_EXERCISE REQUIREMENTS:_ Identify the lines in the data below that contain "ErrorBody" and give only how many there are.

_MATERIAL SHOWN:_
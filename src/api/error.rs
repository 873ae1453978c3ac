use axum::{
    Json,
    http::StatusCode,
    response::{IntoResponse, Response},
};
use serde::Serialize;
use std::fmt;

use crate::clients::FetchError;
use crate::db::StoreError;
use crate::services::cache::CacheError;

/// What a failed request looks like to the client. Fetch and store failures
/// are deliberately indistinguishable: both collapse to a 500 with an opaque
/// message, with the detail only in the server log.
#[derive(Debug)]
pub enum ApiError {
    Fetch(FetchError),

    Store(StoreError),

    BadRequest(String),
}

impl fmt::Display for ApiError {
    fn fmt(&self, f: &mut fmt::Formatter<'_>) -> fmt::Result {
        match self {
            ApiError::Fetch(err) => write!(f, "Fetch error: {}", err),
            ApiError::Store(err) => write!(f, "Store error: {}", err),
            ApiError::BadRequest(msg) => write!(f, "Bad request: {}", msg),
        }
    }
}

impl std::error::Error for ApiError {}

#[derive(Debug, Serialize)]
struct ErrorBody {
    error: String,
}

impl IntoResponse for ApiError {
    fn into_response(self) -> Response {
        let (status, message) = match &self {
            ApiError::Fetch(err) => {
                tracing::error!("Provider fetch failed: {}", err);
                (
                    StatusCode::INTERNAL_SERVER_ERROR,
                    "Sorry, something went wrong".to_string(),
                )
            }
            ApiError::Store(err) => {
                tracing::error!("Store operation failed: {}", err);
                (
                    StatusCode::INTERNAL_SERVER_ERROR,
                    "Sorry, something went wrong".to_string(),
                )
            }
            ApiError::BadRequest(msg) => (StatusCode::BAD_REQUEST, msg.clone()),
        };

        (status, Json(ErrorBody { error: message })).into_response()
    }
}

impl From<CacheError> for ApiError {
    fn from(err: CacheError) -> Self {
        match err {
            CacheError::Fetch(e) => ApiError::Fetch(e),
            CacheError::Store(e) => ApiError::Store(e),
        }
    }
}

impl From<StoreError> for ApiError {
    fn from(err: StoreError) -> Self {
        ApiError::Store(err)
    }
}

impl From<FetchError> for ApiError {
    fn from(err: FetchError) -> Self {
        ApiError::Fetch(err)
    }
}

_WRITTEN REPLY:_ 2